Stockholm (HedgeNordic) – There is one common perception that trend-followers are long volatility. Not every type of volatility, however, is necessarily suitable for trend-followers, as volatility can manifest itself in many shapes and forms. Mandatum Life Managed Futures considers this changing nature of volatility by using machine learning algorithms that select the right combination of trading models for a given environment. As a systematic fund, Mandatum Life Managed Futures allocates risk to various models including trend following.
The sudden and wild coronavirus-driven market sell-off in March may have caught Mandatum’s artificial intelligence-assisted systematic vehicle by surprise, but the system quickly rebooted and started to capture trends in the volatile markets of the subsequent four months. Launched by Finnish life insurer Mandatum Life in late December last year, Mandatum Life Managed Futures was the best-performing member of the NHX CTA sub-index over the past four months with a return of 10.5 percent. The fund, powered by machine learning algorithms designed by artificial intelligence firm PROWLER.io, is now up 4.5 percent since launching on December 30 last year through August 11.
“The performance is truly excellent taking into account what has happened in the markets.”
“The performance is truly excellent taking into account what has happened in the markets,” Ville Rantanen (pictured), portfolio manager at Mandatum Life Insurance, comments on the fund’s performance. “We are especially pleased that the results also align with our historical simulations and backtests,” Rantanen continues. Before launching Mandatum Life Managed Futures, the team at Mandatum Life simulated how the artificial intelligence algorithms behaved historically during significant market turbulence. “Our results showed that AI came out as a winner during the 1987 stock market crash, the early 90’s recession, the tech bubble burst in 2000 and the financial crisis of 2008/2009,” says Rantanen.
The Mandatum Life team also “paper traded” the eight months before going live at the beginning of 2020, with the strategy outperforming the SG CTA index by 4.5 percent. More importantly, the “correlation between the AI simulation and “paper trading” was 0.98 during that period, validating the ability of the system to simulate real world activity including costs and other operative factors,” emphasizes Rantanen.

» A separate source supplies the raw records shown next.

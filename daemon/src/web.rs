use crate::config::ConfigStore;
use crate::control::{ControlBus, ControlError};
use crate::history::{self, HistoryLog};
use crate::logs::read_log;
use crate::pages::{self, LogQuery};
use crate::scheduler::local_now;
use crate::settings::{self, Form as SettingsForm};
use crate::status::StatusSource;
use anyhow::{Context, Result};
use axum::{
    extract::{Path, Query, State},
    http::StatusCode,
    response::{Html, IntoResponse, Redirect, Response},
    routing::{get, post},
    Form, Router,
};
use common::{ControlSignal, JobKey};
use serde::Deserialize;
use std::sync::Arc;
use tokio::net::TcpListener;
use tower_http::services::ServeDir;

/// Lines shown on the logs page when no limit is given.
const DEFAULT_MAX_LINES: usize = 500;

#[derive(Clone)]
pub struct AppState {
    pub config: Arc<ConfigStore>,
    pub bus: Arc<ControlBus>,
    pub status: Arc<StatusSource>,
    pub history: Arc<HistoryLog>,
}

pub fn router(state: AppState, assets_root: &str) -> Router {
    Router::new()
        .route("/", get(|| async { Redirect::to("/status") }))
        .route("/status", get(status_page))
        .route("/history", get(history_page))
        .route("/settings", get(settings_page).post(settings_submit))
        .route("/logs", get(logs_page))
        .route("/send/:key", post(send_now))
        .nest_service("/static", ServeDir::new(assets_root))
        .with_state(state)
}

pub async fn serve(state: AppState, port: &str, assets_root: &str) -> Result<()> {
    let addr = format!("0.0.0.0:{}", port);
    let listener = TcpListener::bind(&addr)
        .await
        .with_context(|| format!("Failed to bind web server to {}", addr))?;
    log::info!("web: listening on {}", addr);
    axum::serve(listener, router(state, assets_root))
        .await
        .context("Web server error")
}

async fn status_page(State(state): State<AppState>) -> Response {
    let config = match state.config.get() {
        Ok(c) => c,
        Err(e) => return server_error(e.to_string()),
    };
    let (status, errors) = state.status.current(&config).await;
    Html(pages::status_page(&status, &errors)).into_response()
}

async fn history_page(State(state): State<AppState>) -> Response {
    let config = match state.config.get() {
        Ok(c) => c,
        Err(e) => return server_error(e.to_string()),
    };
    let records = history::read_all(&config.history_file).map_err(|e| format!("{:#}", e));
    Html(pages::history_page(records)).into_response()
}

async fn settings_page(State(state): State<AppState>) -> Response {
    match state.config.get() {
        Ok(c) => Html(pages::settings_page(&settings::view(&c))).into_response(),
        Err(e) => server_error(e.to_string()),
    }
}

async fn settings_submit(State(state): State<AppState>, Form(form): Form<SettingsForm>) -> Html<String> {
    let view = settings::submit(&state.config, &state.bus, &form, local_now()).await;
    Html(pages::settings_page(&view))
}

#[derive(Debug, Default, Deserialize)]
#[serde(rename_all = "PascalCase", default)]
pub struct LogParams {
    pub log_type: String,
    pub start_date: String,
    pub max_lines: Option<usize>,
}

async fn logs_page(State(state): State<AppState>, Query(params): Query<LogParams>) -> Response {
    let config = match state.config.get() {
        Ok(c) => c,
        Err(e) => return server_error(e.to_string()),
    };
    let key = match params.log_type.as_str() {
        "simmon" => JobKey::Simmon,
        _ => JobKey::Reporter,
    };
    let query = LogQuery {
        log_type: if key == JobKey::Simmon { "simmon" } else { "reporter" },
        start_date: &params.start_date,
        max_lines: params.max_lines.unwrap_or(DEFAULT_MAX_LINES),
    };
    let lines = match config.log_file_path(key).filter(|p| !p.is_empty()) {
        Some(path) => read_log(path, query.start_date, query.max_lines).map_err(|e| format!("{:#}", e)),
        None => Err(format!("no log file configured for {}", key)),
    };
    Html(pages::logs_page(&query, lines)).into_response()
}

async fn send_now(State(state): State<AppState>, Path(key): Path<String>) -> Response {
    let key: JobKey = match key.parse() {
        Ok(k) => k,
        Err(e) => return (StatusCode::NOT_FOUND, Html(pages::layout("Not Found", &pages::error_block(&format!("{}", e))))).into_response(),
    };
    match state.bus.signal(key, ControlSignal::SendNow).await {
        Ok(()) => Redirect::to(back_to(key)).into_response(),
        Err(e @ ControlError::Closed(_)) => {
            log::error!("web: {}", e);
            (StatusCode::SERVICE_UNAVAILABLE, Html(pages::layout("Error", &pages::error_block(&e.to_string())))).into_response()
        }
        Err(e) => server_error(e.to_string()),
    }
}

fn back_to(key: JobKey) -> &'static str {
    match key {
        JobKey::History => "/history",
        JobKey::Status => "/status",
        JobKey::Reporter | JobKey::Simmon => "/logs",
    }
}

fn server_error(message: String) -> Response {
    log::error!("web: {}", message);
    (StatusCode::INTERNAL_SERVER_ERROR, Html(pages::layout("Error", &pages::error_block(&message)))).into_response()
}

“The fund changes from running shorter-term trading models to longer-term ones depending on which types of strategies the machine learning algorithms believe are more suitable to the current environment.”
Mandatum Life Managed Futures uses artificial intelligence developed for Mandatum by a Cambridge-based specialized AI company to “pick and choose the right strategy depending on the market environment,” as previously explained by Lauri Vaittinen, who contributed to the development of the strategy. “The fund changes from running shorter-term trading models to longer-term ones depending on which types of strategies the machine learning algorithms believe are more suitable to the current environment.” Instead of employing a fixed trend-following strategy that generates “returns that are zig-zagging around zero over the years,” Mandatum’s systematic vehicle relies on machine learning to select the right combination of trading models for a given environment.
“During the first half of 2020, the AI has already shown its ability to mitigate short-term fluctuations and to help portfolio management make investment decisions that maximize returns from the mid- and long-term trends.”
“During the first half of 2020, the AI has already shown its ability to mitigate short-term fluctuations and to help portfolio management make investment decisions that maximize returns from the mid- and long-term trends,” says Rantanen. The performance of Mandatum Life Managed Futures “has been very good both in absolute and in relative terms, when comparing against the SG CTA Index,” he continues. “The Fund has returned 4.6 percent since inception, while CTA Index still shows a negative return of -0.3 percent for the same time period.” Rantanen goes on to say that “this return has come with an attractive risk-return Sharpe ratio of one, despite extreme market volatility.”